Douglas Estes. Questions and Rhetoric in the Greek New Testament: An Essential Reference Resource for Exegesis . Grand Rapids, MI: Zondervan Academic, 2017. 400 pp. $49.99.

While there are almost 1,000 questions in the GNT (making up about 15% of the sentences), most students of the NT have never really thought about the questions, focusing instead on the statements. Questions are similarly neglected in commentaries, grammars, and other literature. Convinced that it is as much the questions in the NT as the statements that make such a great impact on readers (16), Douglas Estes has written Questions and Rhetoric in the Greek New Testament (hereafter Questions and Rhetoric) to help the exegete of the GNT understand and interpret the questions of the GNT, questions that not only influence the theology of the text but also the life of the reader. “[T]he purpose of this book is to help interpreters understand the logic of questions in the GNT so they can explain the rhetorical (persuasive) effect of these questions in their interpretation of the NT” (20, emphasis original).

Questions and Rhetoric examines the top thirty-six types of questions in the GNT, which are distributed among the four major syntactic formations for questions (variable questions, polar questions, alternative questions, and set questions, covered in chapter 3). Once the syntactical construction is identified, the interpreter must determine the degree to which the question is also driven by semantics (chapter 4). Estes covers twenty-three types of questions driven by semantics, including open questions (questions without a push toward a possible answer), deliberative questions (questions asked of oneself for reflection), indexical questions (questions that introduce uncertainty or ambiguity), phatic questions (questions oriented more toward social than informational or rhetorical purposes), inapposite questions (questions in which the asker knows the answer), and request questions (questions intended to elicit a corresponding action).
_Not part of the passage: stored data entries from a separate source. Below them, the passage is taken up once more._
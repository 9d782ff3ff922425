//! Input checks for values typed in by players before they reach the market data.
//!
//! [`check_buyable_set`] and [`is_valid_buy_sell`] guard market rows as they are
//! loaded. [`parse_price`] and [`validate_pin_format`] are for front ends that
//! accept price reports or PIN logins; nothing in this crate takes such input.

use thiserror::Error;

/// Every settlement offers exactly this many products for purchase.
pub const BUYABLE_PRODUCTS_COUNT: usize = 3;

/// Upper bound accepted for a single buy or sell price.
pub const MAX_PRICE_VALUE: u64 = 9_999_999;

/// Digits in a login PIN.
pub const PIN_LENGTH: usize = 4;

#[derive(Debug, Error, PartialEq, Eq)]
pub enum ValidationError {
    #[error("expected {expected} buyable products, got {actual}")]
    BuyableCount { expected: usize, actual: usize },
    #[error("buyable product at position {0} is empty")]
    EmptyBuyable(usize),
    #[error("price {0} exceeds the maximum of {max}", max = MAX_PRICE_VALUE)]
    PriceTooLarge(u64),
}

/// Parses a price field. Only plain decimal digits are accepted; surrounding
/// whitespace is ignored.
pub fn parse_price(input: &str) -> Option<u64> {
    let trimmed = input.trim();
    if trimmed.is_empty() || !trimmed.bytes().all(|b| b.is_ascii_digit()) {
        return None;
    }

    trimmed
        .parse::<u64>()
        .ok()
        .filter(|value| *value <= MAX_PRICE_VALUE)
}

pub fn check_price(price: u64) -> Result<(), ValidationError> {
    if price > MAX_PRICE_VALUE {
        return Err(ValidationError::PriceTooLarge(price));
    }
    Ok(())
}

/// Both sides may be absent; present values must be in range.
pub fn is_valid_buy_sell(buy: Option<u64>, sell: Option<u64>) -> bool {
    [buy, sell]
        .into_iter()
        .flatten()
        .all(|price| check_price(price).is_ok())
}

pub fn validate_pin_format(pin: &str) -> bool {
    pin.len() == PIN_LENGTH && pin.bytes().all(|b| b.is_ascii_digit())
}

pub fn check_buyable_set<S: AsRef<str>>(ids: &[S]) -> Result<(), ValidationError> {
    if ids.len() != BUYABLE_PRODUCTS_COUNT {
        return Err(ValidationError::BuyableCount {
            expected: BUYABLE_PRODUCTS_COUNT,
            actual: ids.len(),
        });
    }
    if let Some(position) = ids.iter().position(|id| id.as_ref().trim().is_empty()) {
        return Err(ValidationError::EmptyBuyable(position));
    }
    Ok(())
}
The last major chapter of the book addresses questions driven by pragmatics, the most rhetorically powerful yet most difficult to identify category.  This chapter examines pragmatic factors by looking at three main areas: turn, position, and repetition. Turn is related to which speaker asks the question (e.g. a first-turn question is asked by the first speaker in the first utterance of a dialogue, a second-turn question is asked by the second speaker in the second utterance of a dialogue, etc.), position has to do with where the question is within the turn, and repetition occurs when there is more than one question in a sequence. A total of nine question types within these three areas are addressed, such as governing questions (first-turn; asked to assert control over the direction of the dialogue), focus-shifting questions (second-turn; asked to move the dialogue away from the focus of the first-utterance turn), middle-position questions (position; asked in the middle of a turn), and multiple questions (repetition; three or more related questions in succession to amplify the rhetorical goal of the speaker).
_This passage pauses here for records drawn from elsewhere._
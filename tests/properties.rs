//! Property-based tests for the one-hop planner over random small markets.
//!
//! These tests verify that:
//! - Every returned plan is feasible under the query's stamina and capacity
//! - No feasible candidate ranks ahead of the chosen best trip
//! - Per-product listings hold one best plan per product, sorted best-first

use std::cmp::Ordering;

use proptest::prelude::*;
use trade_guide::domain::{
    compare_plans, compute_best_direct_trip, compute_top_plans_per_buyable, Connection,
    MarketSnapshot, PriceIndex, PriceQuote, Product, Settlement, TradePlan, TripQuery,
};

const SETTLEMENTS: usize = 5;
const PRODUCTS: usize = 4;

fn settlement_id(index: usize) -> String {
    format!("s{index}")
}

fn product_id(index: usize) -> String {
    format!("p{index}")
}

/// Strategy for a market whose origin is always `s0`.
fn arb_market() -> impl Strategy<Value = MarketSnapshot> {
    let weights = prop::collection::vec(1u64..30, PRODUCTS);
    let buyables = prop::collection::vec(0..PRODUCTS, 0..=3);
    let edges = prop::collection::vec((0..SETTLEMENTS, 0..SETTLEMENTS, 0u64..40), 0..10);
    let quotes = prop::collection::vec(
        (
            0..SETTLEMENTS,
            0..PRODUCTS,
            prop::option::of(0u64..200),
            prop::option::of(0u64..200),
        ),
        0..30,
    );

    (weights, buyables, edges, quotes).prop_map(|(weights, buyables, edges, quotes)| {
        let mut snapshot = MarketSnapshot::default();
        for index in 0..SETTLEMENTS {
            let listed: Vec<String> = if index == 0 {
                buyables.iter().map(|p| product_id(*p)).collect()
            } else {
                Vec::new()
            };
            snapshot = snapshot.with_settlement(Settlement::new(
                settlement_id(index),
                format!("Settlement {index}"),
                listed,
            ));
        }
        for (index, weight) in weights.into_iter().enumerate() {
            snapshot = snapshot.with_product(Product::new(
                product_id(index),
                format!("Product {index}"),
                weight,
            ));
        }
        for (from, to, distance) in edges {
            snapshot = snapshot.with_connection(Connection::new(
                settlement_id(from),
                settlement_id(to),
                distance,
            ));
        }

        let mut prices = PriceIndex::new();
        for (settlement, product, buy, sell) in quotes {
            prices.insert(
                settlement_id(settlement),
                product_id(product),
                PriceQuote::new(buy, sell),
            );
        }
        snapshot.with_prices(prices)
    })
}

fn arb_query() -> impl Strategy<Value = TripQuery> {
    (0u64..50, 0u64..100).prop_map(|(stamina, weight)| TripQuery::new("s0", stamina, weight))
}

/// Straightforward enumeration of every feasible plan, used as the oracle.
fn all_candidates(query: &TripQuery, snapshot: &MarketSnapshot) -> Vec<TradePlan> {
    let mut plans = Vec::new();
    let Some(origin) = snapshot.settlements.get(&query.origin) else {
        return plans;
    };

    for product_id in &origin.buyable_product_ids {
        let Some(product) = snapshot.products.get(product_id) else {
            continue;
        };
        let Some(buy) = snapshot.prices.buy_price(&query.origin, product_id) else {
            continue;
        };
        let quantity = query.max_weight / product.weight;

        for connection in &snapshot.connections {
            if connection.from != query.origin
                || connection.distance == 0
                || connection.distance > query.stamina
            {
                continue;
            }
            let Some(sell) = snapshot.prices.sell_price(&connection.to, product_id) else {
                continue;
            };
            if quantity == 0 || sell <= buy {
                continue;
            }
            let total_profit = (sell - buy) * quantity;
            plans.push(TradePlan {
                product_id: product_id.clone(),
                from_settlement_id: query.origin.clone(),
                to_settlement_id: connection.to.clone(),
                quantity,
                unit_profit: sell - buy,
                total_profit,
                distance: connection.distance,
                profit_per_stamina: total_profit as f64 / connection.distance as f64,
            });
        }
    }
    plans
}

fn assert_feasible(plan: &TradePlan, query: &TripQuery, snapshot: &MarketSnapshot) {
    let product = &snapshot.products[&plan.product_id];
    assert!(plan.total_profit > 0);
    assert!(plan.distance > 0 && plan.distance <= query.stamina);
    assert!(plan.quantity * product.weight <= query.max_weight);
    assert_eq!(plan.total_profit, plan.unit_profit * plan.quantity);
    assert!(snapshot.settlements[&query.origin]
        .buyable_product_ids
        .contains(&plan.product_id));
    assert!(snapshot.connections.iter().any(|connection| {
        connection.from == query.origin
            && connection.to == plan.to_settlement_id
            && connection.distance == plan.distance
    }));
}

fn distinct_products(plans: &[TradePlan]) -> Vec<&str> {
    let mut products: Vec<&str> = plans.iter().map(|plan| plan.product_id.as_str()).collect();
    products.sort_unstable();
    products.dedup();
    products
}

proptest! {
    /// The best trip exists exactly when some feasible candidate exists, and nothing beats it.
    #[test]
    fn best_trip_is_feasible_and_unbeaten(snapshot in arb_market(), query in arb_query()) {
        let candidates = all_candidates(&query, &snapshot);
        let best = compute_best_direct_trip(&query, &snapshot);

        prop_assert_eq!(best.is_some(), !candidates.is_empty());
        if let Some(best) = best {
            assert_feasible(&best, &query, &snapshot);
            for candidate in &candidates {
                prop_assert!(!candidate.is_preferred_over(&best));
            }
        }
    }

    /// One plan per product, each the best for its product, listed best-first.
    #[test]
    fn top_plans_are_per_product_and_sorted(snapshot in arb_market(), query in arb_query()) {
        let candidates = all_candidates(&query, &snapshot);
        let plans = compute_top_plans_per_buyable(&query, &snapshot);

        let products = distinct_products(&plans);
        prop_assert_eq!(products.len(), plans.len());

        for pair in plans.windows(2) {
            prop_assert_ne!(compare_plans(&pair[0], &pair[1]), Ordering::Greater);
        }

        for plan in &plans {
            assert_feasible(plan, &query, &snapshot);
            for candidate in &candidates {
                if candidate.product_id == plan.product_id {
                    prop_assert!(!candidate.is_preferred_over(plan));
                }
            }
        }

        prop_assert_eq!(products, distinct_products(&candidates));
    }

    /// Same inputs, same answers.
    #[test]
    fn planning_is_deterministic(snapshot in arb_market(), query in arb_query()) {
        prop_assert_eq!(
            compute_best_direct_trip(&query, &snapshot),
            compute_best_direct_trip(&query, &snapshot.clone())
        );
        prop_assert_eq!(
            compute_top_plans_per_buyable(&query, &snapshot),
            compute_top_plans_per_buyable(&query, &snapshot)
        );
    }
}
use pretty_assertions::assert_eq;
use tempfile::TempDir;

use trade_guide::domain::{compute_best_direct_trip, TripQuery};
use trade_guide::infra::{load_snapshot_file, save_snapshot_file, seed, SnapshotFileError};

#[test]
fn exported_demo_market_plans_the_same_trip() {
    let temp_dir = TempDir::new().unwrap();
    let path = temp_dir.path().join("exports").join("market.json");

    let rows = seed::demo_rows();
    save_snapshot_file(&path, &rows).unwrap();
    let loaded = load_snapshot_file(&path).unwrap();
    assert_eq!(loaded, rows);

    let query = TripQuery::new("c1", 25, 100);
    assert_eq!(
        compute_best_direct_trip(&query, &loaded.into_snapshot()),
        compute_best_direct_trip(&query, &rows.into_snapshot())
    );
}

#[test]
fn hand_written_snapshot_with_numeric_ids_loads() {
    let temp_dir = TempDir::new().unwrap();
    let path = temp_dir.path().join("market.json");
    std::fs::write(
        &path,
        r#"{
            "cities": [
                { "id": 1, "name": "Harbor", "buyable_product_ids": ["10"] },
                { "id": 2, "name": "Mill" }
            ],
            "products": [{ "id": 10, "name": "Grain", "weight": 2 }],
            "edges": [{ "from_city_id": 1, "to_city_id": 2, "distance": 3 }],
            "prices": [
                { "city_id": 1, "product_id": 10, "buy_price": 4, "sell_price": null,
                  "updated_at": "2024-05-01T10:00:00Z" },
                { "city_id": 2, "product_id": 10, "buy_price": null, "sell_price": 7 }
            ]
        }"#,
    )
    .unwrap();

    let snapshot = load_snapshot_file(&path).unwrap().into_snapshot();
    let plan = compute_best_direct_trip(&TripQuery::new("1", 5, 9), &snapshot).unwrap();

    assert_eq!(plan.to_settlement_id, "2");
    assert_eq!(plan.quantity, 4);
    assert_eq!(plan.total_profit, 12);
    assert!(snapshot.prices.last_updated_at().is_some());
}

#[test]
fn missing_and_malformed_files_are_reported() {
    let temp_dir = TempDir::new().unwrap();

    let missing = load_snapshot_file(&temp_dir.path().join("absent.json"));
    assert!(matches!(missing, Err(SnapshotFileError::Io { .. })));

    let broken = temp_dir.path().join("broken.json");
    std::fs::write(&broken, "{ not json").unwrap();
    assert!(matches!(
        load_snapshot_file(&broken),
        Err(SnapshotFileError::Json { .. })
    ));
}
Each of the question types in Questions and Rhetoric is covered in six sections: introduction, formation, rhetorical effects, case studies, further examples from the GNT, and key bibliography. While this brief overview of the book did not address rhetorical effects, I think these section are the heart of the book as they illuminate what interpreters have likely missed from NT texts due to not understanding questions and/or interpreting them with alethic logic (the thinking behind propositions). Questions and Rhetoric is a must-have resource for all who take interpreting the NT seriously and have at least intermediate knowledge of NT Greek. Seminary Greek students and instructors, pastors with a working knowledge of Koine, and NT scholars alike would do well to have this book on their shelf of tools for exegesis.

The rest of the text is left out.